## Task statement
Would you give all of the records again, exactly as they read?

• • • •

// Verification Wizard - generic multi-step state machine
//
// One machine parameterized by a sequence of step specifications. Variants
// (individual KYC, company KYC, login) differ only in their definitions.

pub mod types;
pub mod validation;
pub mod input;
pub mod definition;
pub mod state_machine;
pub mod traits;
pub mod providers;
pub mod session;

#[cfg(test)]
pub mod mocks;


pub use types::{
    FieldEntry, FieldError, FieldValue, Fields, Notification, NotificationLevel, Prefill, Route,
    TransitionResult, VerificationOutcome, WizardError, WizardStep,
};
pub use definition::{WizardDefinition, WizardVariant};
pub use state_machine::{WizardEffect, WizardEvent, WizardMachine};
pub use traits::{Navigator, Notifier, TracingNavigator, TracingNotifier, VerificationOutcomeProvider, VerificationRequest};
pub use providers::{FixedOutcome, RandomOutcome, ScriptedOutcome};
pub use session::{Collaborators, WizardSession, WizardSnapshot};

• • • •

## Task result
// Verification Wizard - generic multi-step state machine
//
// One machine parameterized by a sequence of step specifications. Variants
// (individual KYC, company KYC, login) differ only in their definitions.

pub mod types;
pub mod validation;
pub mod input;
pub mod definition;
pub mod state_machine;
pub mod traits;
pub mod providers;
pub mod session;

#[cfg(test)]
pub mod mocks;


pub use types::{
    FieldEntry, FieldError, FieldValue, Fields, Notification, NotificationLevel, Prefill, Route,
    TransitionResult, VerificationOutcome, WizardError, WizardStep,
};
pub use definition::{WizardDefinition, WizardVariant};
pub use state_machine::{WizardEffect, WizardEvent, WizardMachine};
pub use traits::{Navigator, Notifier, TracingNavigator, TracingNotifier, VerificationOutcomeProvider, VerificationRequest};
pub use providers::{FixedOutcome, RandomOutcome, ScriptedOutcome};
pub use session::{Collaborators, WizardSession, WizardSnapshot};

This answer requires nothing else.